Ladnier, who called himself "the bigggest closet Royals fan in the history of the game" during last year’s World Series, cites Moustakas as an example of the type of player he hopes to add this year. Some believed Moustakas’ selection as second overall in 2007 was a reach.
"Everybody said that that was an overdraft, and for years it looked like it might have been," Ladnier said.
"But ultimately there was a high school player who had amazing character. Amazing integrity. Work ethic. Leadership ability. All the intangibles. All the boxes that you check. Ultimately those boxes that we checked allowed him to become the player that he is. He always had the physical ability. But he didn’t put his head down when he failed and said, ‘I’m not going to be as good as I thought.’ His character said, ‘I am.’ And he is now. It just took a little more time."
Intangibles are a big part of the equation.
"I know this for a fact — a player will tell you stuff about himself without ever opening his mouth, and that is by the way he plays the game," Ladnier said. "The way he interacts with his teammates. The way his teammates interact with him. The way people talk about him. You literally watch everything they do. You talk to people. You watch how he handles failure.

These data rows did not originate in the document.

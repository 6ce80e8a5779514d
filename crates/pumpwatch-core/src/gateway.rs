use std::sync::atomic::{AtomicBool, AtomicU64, Ordering};
use std::time::Duration;

use chrono::{DateTime, Utc};
use tokio::sync::Mutex;
use tokio::time::{sleep, timeout};
use tracing::{debug, error, info, warn};

use crate::classify::{classify, BolusTracker};
use crate::config::{AlertThresholds, CycleTiming};
use crate::driver::{DriverError, TelemetrySource};
use crate::snapshot::Snapshot;
use crate::uplink::UploadSink;

/// Guard margin added to the computed wake-up delay so clock skew never
/// produces a wake-up just before the next reading exists.
const SCHEDULE_MARGIN_SECS: i64 = 10;

/// Clears the cycle-in-progress flag on every exit path, panics included.
struct CycleGuard<'a> {
    flag: &'a AtomicBool,
}

impl<'a> CycleGuard<'a> {
    fn acquire(flag: &'a AtomicBool) -> Option<Self> {
        flag.compare_exchange(false, true, Ordering::SeqCst, Ordering::SeqCst)
            .ok()?;
        Some(Self { flag })
    }
}

impl Drop for CycleGuard<'_> {
    fn drop(&mut self) {
        self.flag.store(false, Ordering::SeqCst);
    }
}

/// Delay until the next cycle, derived from the reading's own timestamp:
/// the sensor reports every `update_interval`, so the next reading is due
/// at `sensor_ts + update_interval`. A negative delay (stale reading,
/// clock skew) falls back to the retry interval.
pub fn next_wake_delay(
    sensor_ts: DateTime<Utc>,
    now: DateTime<Utc>,
    timing: &CycleTiming,
) -> Duration {
    let interval = chrono::Duration::from_std(timing.update_interval)
        .unwrap_or_else(|_| chrono::Duration::seconds(300));
    let delay = (sensor_ts + interval) - now + chrono::Duration::seconds(SCHEDULE_MARGIN_SECS);
    delay.to_std().unwrap_or(timing.retry_interval)
}

/// Owns the fetch-correct-classify-upload cycle and all process-wide
/// mutable state: the reentrancy guard, the cycle counter and the
/// last-bolus tracker.
pub struct Gateway<S: TelemetrySource> {
    source: Mutex<S>,
    sinks: Mutex<Vec<Box<dyn UploadSink>>>,
    thresholds: AlertThresholds,
    timing: CycleTiming,
    cycle_active: AtomicBool,
    cycle_count: AtomicU64,
    bolus: Mutex<BolusTracker>,
}

impl<S: TelemetrySource> Gateway<S> {
    pub fn new(
        source: S,
        sinks: Vec<Box<dyn UploadSink>>,
        thresholds: AlertThresholds,
        timing: CycleTiming,
    ) -> Self {
        Self {
            source: Mutex::new(source),
            sinks: Mutex::new(sinks),
            thresholds,
            timing,
            cycle_active: AtomicBool::new(false),
            cycle_count: AtomicU64::new(0),
            bolus: Mutex::new(BolusTracker::default()),
        }
    }

    pub fn timing(&self) -> &CycleTiming {
        &self.timing
    }

    /// Runs one fetch-correct-classify-upload pass and returns the delay
    /// until the next cycle should run.
    ///
    /// Returns `None` without side effects when a cycle is already in
    /// progress; the in-flight cycle's reschedule stands.
    pub async fn run_cycle(&self) -> Option<Duration> {
        let _guard = CycleGuard::acquire(&self.cycle_active)?;
        let cycle = self.cycle_count.fetch_add(1, Ordering::SeqCst);

        let delay = match self.fetch_with_retries(cycle).await {
            Some(raw) => {
                let corrected = raw.correct_drift();
                let now = Utc::now();
                debug!(
                    pump_time = %corrected.pump_time,
                    sensor_ts = %corrected.sensor_bgl_timestamp,
                    "drift corrected"
                );

                let derived = {
                    let mut tracker = self.bolus.lock().await;
                    classify(
                        &corrected,
                        &self.thresholds,
                        cycle,
                        &mut tracker,
                        now,
                        self.timing.update_interval,
                    )
                };

                let mut sinks = self.sinks.lock().await;
                for sink in sinks.iter_mut() {
                    if let Err(err) = sink.push(&corrected, &derived).await {
                        error!(sink = sink.name(), error = %err, "upload failed");
                    }
                }

                let delay = next_wake_delay(corrected.sensor_bgl_timestamp, now, &self.timing);
                info!(
                    cycle,
                    severity = ?derived.severity,
                    next_in_secs = delay.as_secs(),
                    "cycle complete"
                );
                delay
            }
            None => {
                error!(cycle, "unable to get data from pump");
                let mut sinks = self.sinks.lock().await;
                for sink in sinks.iter_mut() {
                    if let Err(err) = sink.push_outage().await {
                        error!(sink = sink.name(), error = %err, "outage report failed");
                    }
                }
                self.timing.retry_interval
            }
        };

        Some(delay)
    }

    async fn fetch_with_retries(&self, cycle: u64) -> Option<Snapshot> {
        let mut source = self.source.lock().await;
        for attempt in 1..=self.timing.max_retries {
            // An overrun fetch is just another retryable driver failure.
            let result = timeout(self.timing.fetch_timeout, source.fetch_snapshot())
                .await
                .unwrap_or(Err(DriverError::Timeout));
            match result {
                Ok(snapshot) => {
                    debug!(cycle, attempt, "snapshot fetched");
                    return Some(snapshot);
                }
                Err(err) => {
                    warn!(cycle, attempt, error = %err, "snapshot fetch failed");
                }
            }
            if attempt < self.timing.max_retries {
                sleep(self.timing.retry_delay).await;
            }
        }
        None
    }

    /// Best-effort sink teardown before process exit.
    pub async fn shutdown(&self) {
        let mut sinks = self.sinks.lock().await;
        for sink in sinks.iter_mut() {
            sink.shutdown().await;
        }
    }
}

#[cfg(test)]
mod tests {
    use super::*;
    use crate::classify::DerivedStatus;
    use crate::driver::DriverError;
    use crate::snapshot::{tests::sample_snapshot, CorrectedSnapshot};
    use crate::uplink::UplinkError;
    use async_trait::async_trait;
    use std::collections::VecDeque;
    use std::sync::{Arc, Mutex as StdMutex};
    use tokio::sync::Notify;

    fn thresholds() -> AlertThresholds {
        AlertThresholds {
            low: 70,
            pre_low: 80,
            pre_high: 180,
            high: 250,
        }
    }

    struct ScriptedSource {
        script: VecDeque<Result<Snapshot, DriverError>>,
        calls: Arc<StdMutex<u32>>,
    }

    #[async_trait]
    impl TelemetrySource for ScriptedSource {
        async fn fetch_snapshot(&mut self) -> Result<Snapshot, DriverError> {
            *self.calls.lock().expect("calls lock") += 1;
            self.script.pop_front().unwrap_or(Err(DriverError::Timeout))
        }
    }

    #[derive(Debug, Clone, PartialEq)]
    enum SinkEvent {
        Pushed { battery_label: &'static str },
        Outage,
    }

    struct RecordingSink {
        events: Arc<StdMutex<Vec<SinkEvent>>>,
        fail: bool,
    }

    #[async_trait]
    impl UploadSink for RecordingSink {
        fn name(&self) -> &'static str {
            "recording"
        }

        async fn push(
            &mut self,
            _snapshot: &CorrectedSnapshot,
            derived: &DerivedStatus,
        ) -> Result<(), UplinkError> {
            self.events.lock().expect("events lock").push(SinkEvent::Pushed {
                battery_label: derived.battery.label,
            });
            if self.fail {
                return Err(UplinkError::ConnectionLost("scripted".to_string()));
            }
            Ok(())
        }

        async fn push_outage(&mut self) -> Result<(), UplinkError> {
            self.events.lock().expect("events lock").push(SinkEvent::Outage);
            Ok(())
        }
    }

    fn gateway(
        script: Vec<Result<Snapshot, DriverError>>,
        sink_specs: &[bool],
    ) -> (
        Gateway<ScriptedSource>,
        Arc<StdMutex<u32>>,
        Arc<StdMutex<Vec<SinkEvent>>>,
    ) {
        let calls = Arc::new(StdMutex::new(0));
        let events = Arc::new(StdMutex::new(Vec::new()));
        let sinks = sink_specs
            .iter()
            .map(|fail| {
                Box::new(RecordingSink {
                    events: events.clone(),
                    fail: *fail,
                }) as Box<dyn UploadSink>
            })
            .collect();
        let source = ScriptedSource {
            script: script.into(),
            calls: calls.clone(),
        };
        (
            Gateway::new(source, sinks, thresholds(), CycleTiming::default()),
            calls,
            events,
        )
    }

    fn fresh_snapshot() -> Snapshot {
        let mut snap = sample_snapshot();
        // Keep the reading recent so the computed delay is the nominal one.
        snap.sensor_bgl_timestamp = Utc::now();
        snap.last_bolus_time = Utc::now();
        snap.pump_time = Utc::now();
        snap
    }

    #[tokio::test(start_paused = true)]
    async fn exhausted_retries_report_outage_and_retry_interval() {
        let (gateway, calls, events) = gateway(
            vec![
                Err(DriverError::Timeout),
                Err(DriverError::Timeout),
                Err(DriverError::Timeout),
            ],
            &[false],
        );

        let delay = gateway.run_cycle().await.expect("not reentrant");

        assert_eq!(delay, Duration::from_secs(180));
        assert_eq!(*calls.lock().expect("calls"), 3);
        assert_eq!(*events.lock().expect("events"), vec![SinkEvent::Outage]);
    }

    #[tokio::test(start_paused = true)]
    async fn transient_failure_recovers_within_the_cycle() {
        let (gateway, calls, events) = gateway(
            vec![Err(DriverError::Timeout), Ok(fresh_snapshot())],
            &[false],
        );

        let delay = gateway.run_cycle().await.expect("not reentrant");

        // Fresh reading: nominal 300 s cadence plus the 10 s margin.
        assert!(delay > Duration::from_secs(300), "delay was {delay:?}");
        assert_eq!(*calls.lock().expect("calls"), 2);
        assert_eq!(
            *events.lock().expect("events"),
            vec![SinkEvent::Pushed {
                battery_label: "PUMP BATTERY %"
            }]
        );
    }

    #[tokio::test(start_paused = true)]
    async fn sink_failure_does_not_block_the_other_sink() {
        let (gateway, _calls, events) = gateway(vec![Ok(fresh_snapshot())], &[true, false]);

        gateway.run_cycle().await.expect("not reentrant");

        // Both sinks were attempted despite the first one failing.
        assert_eq!(events.lock().expect("events").len(), 2);
    }

    #[tokio::test(start_paused = true)]
    async fn battery_slot_alternates_across_cycles() {
        let (gateway, _calls, events) = gateway(
            vec![Ok(fresh_snapshot()), Ok(fresh_snapshot())],
            &[false],
        );

        gateway.run_cycle().await.expect("first");
        gateway.run_cycle().await.expect("second");

        let events = events.lock().expect("events");
        assert_eq!(
            *events,
            vec![
                SinkEvent::Pushed {
                    battery_label: "PUMP BATTERY %"
                },
                SinkEvent::Pushed {
                    battery_label: "SENSOR BATTERY %"
                },
            ]
        );
    }

    struct BlockingSource {
        release: Arc<Notify>,
    }

    #[async_trait]
    impl TelemetrySource for BlockingSource {
        async fn fetch_snapshot(&mut self) -> Result<Snapshot, DriverError> {
            self.release.notified().await;
            Ok(sample_snapshot())
        }
    }

    #[tokio::test(start_paused = true)]
    async fn hung_driver_counts_as_a_failed_attempt() {
        // A source that never completes: every attempt must end in the
        // fetch timeout and the cycle must still reach its outage report.
        let events = Arc::new(StdMutex::new(Vec::new()));
        let gateway = Gateway::new(
            BlockingSource {
                release: Arc::new(Notify::new()),
            },
            vec![Box::new(RecordingSink {
                events: events.clone(),
                fail: false,
            }) as Box<dyn UploadSink>],
            thresholds(),
            CycleTiming::default(),
        );

        let delay = gateway.run_cycle().await.expect("not reentrant");

        assert_eq!(delay, Duration::from_secs(180));
        assert_eq!(*events.lock().expect("events"), vec![SinkEvent::Outage]);
    }

    #[tokio::test(start_paused = true)]
    async fn concurrent_cycle_is_a_no_op() {
        let release = Arc::new(Notify::new());
        let gateway = Arc::new(Gateway::new(
            BlockingSource {
                release: release.clone(),
            },
            Vec::new(),
            thresholds(),
            CycleTiming::default(),
        ));

        let first = tokio::spawn({
            let gateway = gateway.clone();
            async move { gateway.run_cycle().await }
        });
        // Let the first cycle take the guard and park inside the fetch.
        tokio::task::yield_now().await;

        assert!(gateway.run_cycle().await.is_none());

        release.notify_one();
        let delay = first.await.expect("join").expect("first cycle ran");
        assert!(delay >= Duration::from_secs(1));
    }

    #[test]
    fn next_wake_delay_adds_margin() {
        let timing = CycleTiming::default();
        let sensor_ts = Utc::now();
        let delay = next_wake_delay(sensor_ts, sensor_ts, &timing);
        assert_eq!(delay, Duration::from_secs(310));
    }

    #[test]
    fn next_wake_delay_falls_back_when_reading_is_stale() {
        let timing = CycleTiming::default();
        let now = Utc::now();
        let sensor_ts = now - chrono::Duration::seconds(400);
        assert_eq!(next_wake_delay(sensor_ts, now, &timing), Duration::from_secs(180));
    }
}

"That to me is one of the greatest things that a scout can do, to see how does this player under adversity respond, because he is going to be faced with more adversity than he has ever had in his entire life. Does he wake up and go to work every morning saying I’m going to get better? If he doesn’t, you’re in trouble. That’s where college and high school are a little bit different, because you have more history with the college player being able to see them play against better competition. High school players are the most difficult to figure out, I can assure you of that."